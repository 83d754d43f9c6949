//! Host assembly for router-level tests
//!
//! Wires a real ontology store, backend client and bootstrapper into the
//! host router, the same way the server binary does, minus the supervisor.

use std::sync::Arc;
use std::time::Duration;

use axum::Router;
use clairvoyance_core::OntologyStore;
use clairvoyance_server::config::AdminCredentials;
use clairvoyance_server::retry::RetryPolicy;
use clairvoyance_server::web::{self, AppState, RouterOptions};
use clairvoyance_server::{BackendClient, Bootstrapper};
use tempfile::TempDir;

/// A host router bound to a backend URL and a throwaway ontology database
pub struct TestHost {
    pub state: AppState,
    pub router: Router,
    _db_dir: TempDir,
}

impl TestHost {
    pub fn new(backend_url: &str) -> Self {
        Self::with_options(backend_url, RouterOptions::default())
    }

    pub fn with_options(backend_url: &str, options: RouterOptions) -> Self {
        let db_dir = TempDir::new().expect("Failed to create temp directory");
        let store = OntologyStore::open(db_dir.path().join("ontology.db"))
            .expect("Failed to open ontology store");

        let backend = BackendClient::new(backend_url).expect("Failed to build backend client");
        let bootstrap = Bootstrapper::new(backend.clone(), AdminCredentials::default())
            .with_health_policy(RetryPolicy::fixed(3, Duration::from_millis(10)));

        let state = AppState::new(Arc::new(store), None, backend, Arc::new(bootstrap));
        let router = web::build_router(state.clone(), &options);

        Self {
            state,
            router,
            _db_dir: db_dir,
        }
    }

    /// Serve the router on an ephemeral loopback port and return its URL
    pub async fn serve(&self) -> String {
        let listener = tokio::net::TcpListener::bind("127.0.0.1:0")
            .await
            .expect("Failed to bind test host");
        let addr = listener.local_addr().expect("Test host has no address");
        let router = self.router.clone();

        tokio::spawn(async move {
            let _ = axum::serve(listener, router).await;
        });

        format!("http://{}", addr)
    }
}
= = = = = = =
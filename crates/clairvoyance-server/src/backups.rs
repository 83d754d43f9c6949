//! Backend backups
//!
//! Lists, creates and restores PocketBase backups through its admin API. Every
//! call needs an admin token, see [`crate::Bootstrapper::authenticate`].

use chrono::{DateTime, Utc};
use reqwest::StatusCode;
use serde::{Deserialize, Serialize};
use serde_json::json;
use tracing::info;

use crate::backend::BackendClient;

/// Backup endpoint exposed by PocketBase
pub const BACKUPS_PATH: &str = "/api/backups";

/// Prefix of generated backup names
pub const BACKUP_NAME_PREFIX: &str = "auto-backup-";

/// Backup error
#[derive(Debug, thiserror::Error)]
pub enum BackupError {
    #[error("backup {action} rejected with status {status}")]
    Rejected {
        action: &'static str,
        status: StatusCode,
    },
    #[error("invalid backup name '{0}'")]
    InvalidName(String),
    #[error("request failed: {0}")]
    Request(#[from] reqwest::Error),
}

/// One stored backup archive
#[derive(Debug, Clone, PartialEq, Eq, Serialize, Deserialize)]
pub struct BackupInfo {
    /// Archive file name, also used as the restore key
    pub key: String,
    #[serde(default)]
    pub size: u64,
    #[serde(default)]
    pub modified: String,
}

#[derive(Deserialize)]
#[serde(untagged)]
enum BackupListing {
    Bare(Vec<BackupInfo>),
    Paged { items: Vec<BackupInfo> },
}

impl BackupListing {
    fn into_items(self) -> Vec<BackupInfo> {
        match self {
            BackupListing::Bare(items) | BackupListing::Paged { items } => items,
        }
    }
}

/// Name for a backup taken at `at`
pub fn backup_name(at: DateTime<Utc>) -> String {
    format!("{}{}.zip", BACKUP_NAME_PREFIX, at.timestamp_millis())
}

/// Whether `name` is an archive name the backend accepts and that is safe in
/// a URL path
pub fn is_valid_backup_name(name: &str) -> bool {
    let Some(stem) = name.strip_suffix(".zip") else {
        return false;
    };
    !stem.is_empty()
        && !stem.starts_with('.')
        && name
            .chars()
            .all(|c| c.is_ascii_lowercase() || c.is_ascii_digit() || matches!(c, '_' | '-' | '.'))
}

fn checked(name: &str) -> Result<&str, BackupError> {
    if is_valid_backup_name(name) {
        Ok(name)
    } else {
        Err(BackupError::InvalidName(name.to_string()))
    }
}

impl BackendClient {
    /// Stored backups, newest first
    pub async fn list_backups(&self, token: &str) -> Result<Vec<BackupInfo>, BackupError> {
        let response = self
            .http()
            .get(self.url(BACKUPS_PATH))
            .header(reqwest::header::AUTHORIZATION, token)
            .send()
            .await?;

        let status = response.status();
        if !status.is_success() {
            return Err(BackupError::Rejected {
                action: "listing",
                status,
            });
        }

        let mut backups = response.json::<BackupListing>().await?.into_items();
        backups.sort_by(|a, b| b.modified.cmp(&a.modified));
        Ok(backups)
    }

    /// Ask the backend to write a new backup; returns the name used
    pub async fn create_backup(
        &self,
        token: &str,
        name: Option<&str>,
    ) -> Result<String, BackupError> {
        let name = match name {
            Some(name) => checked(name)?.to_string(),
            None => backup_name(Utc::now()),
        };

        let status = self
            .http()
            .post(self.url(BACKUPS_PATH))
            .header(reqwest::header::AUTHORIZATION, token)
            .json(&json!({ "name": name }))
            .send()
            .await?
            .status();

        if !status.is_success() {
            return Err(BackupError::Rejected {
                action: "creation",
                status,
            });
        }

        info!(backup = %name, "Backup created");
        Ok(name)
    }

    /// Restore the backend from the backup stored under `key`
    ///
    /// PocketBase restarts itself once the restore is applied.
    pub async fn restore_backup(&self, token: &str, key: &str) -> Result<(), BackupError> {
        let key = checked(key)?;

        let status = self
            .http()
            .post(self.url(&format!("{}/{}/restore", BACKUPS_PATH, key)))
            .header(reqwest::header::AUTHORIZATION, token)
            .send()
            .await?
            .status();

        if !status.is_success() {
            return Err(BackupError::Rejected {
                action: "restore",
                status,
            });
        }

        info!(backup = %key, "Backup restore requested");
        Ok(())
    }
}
= = = = = = =
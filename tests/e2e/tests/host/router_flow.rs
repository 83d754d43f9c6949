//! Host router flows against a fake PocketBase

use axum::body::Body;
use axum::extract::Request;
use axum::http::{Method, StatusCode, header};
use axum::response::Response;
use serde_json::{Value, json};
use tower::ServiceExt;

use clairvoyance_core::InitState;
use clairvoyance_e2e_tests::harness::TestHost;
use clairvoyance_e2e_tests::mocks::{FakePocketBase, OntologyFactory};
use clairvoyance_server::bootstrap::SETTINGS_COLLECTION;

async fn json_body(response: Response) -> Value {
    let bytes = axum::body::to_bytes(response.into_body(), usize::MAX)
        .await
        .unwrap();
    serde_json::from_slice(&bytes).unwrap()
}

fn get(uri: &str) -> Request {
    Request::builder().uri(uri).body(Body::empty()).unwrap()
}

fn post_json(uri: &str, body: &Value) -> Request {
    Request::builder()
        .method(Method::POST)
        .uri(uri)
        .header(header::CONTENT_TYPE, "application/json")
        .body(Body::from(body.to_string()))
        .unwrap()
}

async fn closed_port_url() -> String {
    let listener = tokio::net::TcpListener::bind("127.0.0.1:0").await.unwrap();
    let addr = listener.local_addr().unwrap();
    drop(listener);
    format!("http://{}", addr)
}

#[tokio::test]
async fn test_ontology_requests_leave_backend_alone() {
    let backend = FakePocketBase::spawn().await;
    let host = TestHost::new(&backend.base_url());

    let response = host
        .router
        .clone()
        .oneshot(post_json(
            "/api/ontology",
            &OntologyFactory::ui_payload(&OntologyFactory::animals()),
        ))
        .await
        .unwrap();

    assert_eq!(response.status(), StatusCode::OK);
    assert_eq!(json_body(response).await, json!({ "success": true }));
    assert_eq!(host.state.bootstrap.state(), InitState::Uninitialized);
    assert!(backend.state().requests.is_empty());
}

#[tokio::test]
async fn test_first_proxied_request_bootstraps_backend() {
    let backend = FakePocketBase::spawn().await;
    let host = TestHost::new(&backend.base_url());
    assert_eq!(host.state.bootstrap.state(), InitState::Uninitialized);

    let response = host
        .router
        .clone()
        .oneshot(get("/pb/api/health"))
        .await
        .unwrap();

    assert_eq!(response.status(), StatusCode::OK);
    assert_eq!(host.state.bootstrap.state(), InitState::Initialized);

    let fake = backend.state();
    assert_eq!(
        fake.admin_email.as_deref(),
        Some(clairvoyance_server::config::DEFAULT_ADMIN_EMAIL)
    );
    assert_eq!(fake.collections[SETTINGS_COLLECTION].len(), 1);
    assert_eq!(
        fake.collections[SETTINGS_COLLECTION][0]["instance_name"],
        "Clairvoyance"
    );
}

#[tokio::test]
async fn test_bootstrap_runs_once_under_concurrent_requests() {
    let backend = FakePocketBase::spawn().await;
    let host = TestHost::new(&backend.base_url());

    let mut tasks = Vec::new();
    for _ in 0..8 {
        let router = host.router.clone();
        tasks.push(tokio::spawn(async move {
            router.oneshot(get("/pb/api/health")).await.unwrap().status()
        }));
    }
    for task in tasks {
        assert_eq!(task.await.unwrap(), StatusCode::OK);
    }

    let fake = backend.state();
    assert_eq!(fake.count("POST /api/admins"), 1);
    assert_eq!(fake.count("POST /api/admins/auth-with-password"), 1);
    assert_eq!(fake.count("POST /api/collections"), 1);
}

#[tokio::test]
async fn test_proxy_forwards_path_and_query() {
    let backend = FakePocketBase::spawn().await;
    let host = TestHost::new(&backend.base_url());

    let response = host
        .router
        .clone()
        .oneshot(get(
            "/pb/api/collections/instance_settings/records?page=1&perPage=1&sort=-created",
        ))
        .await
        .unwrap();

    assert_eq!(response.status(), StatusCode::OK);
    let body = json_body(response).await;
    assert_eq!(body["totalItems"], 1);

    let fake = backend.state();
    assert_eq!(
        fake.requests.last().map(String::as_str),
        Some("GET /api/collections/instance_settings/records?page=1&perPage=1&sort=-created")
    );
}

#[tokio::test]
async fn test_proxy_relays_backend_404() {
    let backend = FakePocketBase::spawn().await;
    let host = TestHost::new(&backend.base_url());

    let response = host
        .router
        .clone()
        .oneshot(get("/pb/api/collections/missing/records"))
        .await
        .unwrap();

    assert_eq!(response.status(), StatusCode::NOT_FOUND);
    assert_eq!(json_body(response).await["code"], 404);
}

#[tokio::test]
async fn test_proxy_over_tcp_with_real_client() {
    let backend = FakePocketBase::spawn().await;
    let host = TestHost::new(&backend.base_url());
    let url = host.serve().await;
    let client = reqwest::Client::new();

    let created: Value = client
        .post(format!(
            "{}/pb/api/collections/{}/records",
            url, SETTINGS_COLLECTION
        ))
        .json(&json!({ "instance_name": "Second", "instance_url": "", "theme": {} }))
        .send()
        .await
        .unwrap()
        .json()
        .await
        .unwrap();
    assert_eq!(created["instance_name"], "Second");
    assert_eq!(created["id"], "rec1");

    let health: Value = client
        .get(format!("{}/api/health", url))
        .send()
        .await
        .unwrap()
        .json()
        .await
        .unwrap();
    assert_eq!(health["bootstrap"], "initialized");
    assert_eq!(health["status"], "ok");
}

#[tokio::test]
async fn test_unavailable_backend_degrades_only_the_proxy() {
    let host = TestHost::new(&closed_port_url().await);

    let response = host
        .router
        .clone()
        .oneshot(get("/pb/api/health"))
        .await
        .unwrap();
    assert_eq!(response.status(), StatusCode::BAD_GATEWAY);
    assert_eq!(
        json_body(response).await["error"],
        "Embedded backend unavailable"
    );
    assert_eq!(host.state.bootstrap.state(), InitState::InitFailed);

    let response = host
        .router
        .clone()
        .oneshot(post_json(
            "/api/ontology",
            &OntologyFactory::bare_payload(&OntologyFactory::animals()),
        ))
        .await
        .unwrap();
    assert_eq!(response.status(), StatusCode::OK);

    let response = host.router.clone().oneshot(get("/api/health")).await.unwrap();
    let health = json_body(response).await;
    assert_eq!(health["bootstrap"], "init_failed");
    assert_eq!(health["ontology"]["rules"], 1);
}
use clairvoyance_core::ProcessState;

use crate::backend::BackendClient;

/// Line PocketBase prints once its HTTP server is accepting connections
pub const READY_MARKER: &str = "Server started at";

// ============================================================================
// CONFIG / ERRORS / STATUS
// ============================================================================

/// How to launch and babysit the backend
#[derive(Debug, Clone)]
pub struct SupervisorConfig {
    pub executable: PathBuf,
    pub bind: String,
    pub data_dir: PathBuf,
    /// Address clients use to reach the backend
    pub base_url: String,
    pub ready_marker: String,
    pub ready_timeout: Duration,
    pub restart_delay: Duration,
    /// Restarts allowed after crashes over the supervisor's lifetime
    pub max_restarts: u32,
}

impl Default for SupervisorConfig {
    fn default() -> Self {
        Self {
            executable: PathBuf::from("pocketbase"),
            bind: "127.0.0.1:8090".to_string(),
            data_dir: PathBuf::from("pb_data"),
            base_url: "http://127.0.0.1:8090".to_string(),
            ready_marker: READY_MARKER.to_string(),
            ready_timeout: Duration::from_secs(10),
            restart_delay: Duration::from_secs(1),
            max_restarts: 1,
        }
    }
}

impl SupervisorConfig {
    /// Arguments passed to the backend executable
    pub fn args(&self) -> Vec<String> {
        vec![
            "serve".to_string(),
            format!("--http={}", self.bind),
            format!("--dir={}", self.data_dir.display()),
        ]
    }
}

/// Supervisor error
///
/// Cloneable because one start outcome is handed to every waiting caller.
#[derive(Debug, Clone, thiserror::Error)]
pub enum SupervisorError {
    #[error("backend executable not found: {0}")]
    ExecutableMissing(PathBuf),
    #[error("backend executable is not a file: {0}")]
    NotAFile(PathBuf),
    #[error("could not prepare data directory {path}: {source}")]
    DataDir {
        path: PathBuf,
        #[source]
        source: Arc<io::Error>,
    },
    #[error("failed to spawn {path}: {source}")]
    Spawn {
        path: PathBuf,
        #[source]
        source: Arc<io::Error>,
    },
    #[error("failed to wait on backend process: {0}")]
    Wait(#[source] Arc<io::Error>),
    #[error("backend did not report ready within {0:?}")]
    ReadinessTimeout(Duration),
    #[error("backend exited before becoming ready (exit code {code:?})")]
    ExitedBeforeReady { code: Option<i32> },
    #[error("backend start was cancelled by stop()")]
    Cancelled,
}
= = = = = = =
• [Instructions for the task]
Everything from the line with "use axum::Router;" through the line with "use tempfile::TempDir;" in the listing above must be retyped exactly, with nothing added.

• [Solution]
use axum::Router;
use clairvoyance_core::OntologyStore;
use clairvoyance_server::config::AdminCredentials;
use clairvoyance_server::retry::RetryPolicy;
use clairvoyance_server::web::{self, AppState, RouterOptions};
use clairvoyance_server::{BackendClient, Bootstrapper};
use tempfile::TempDir;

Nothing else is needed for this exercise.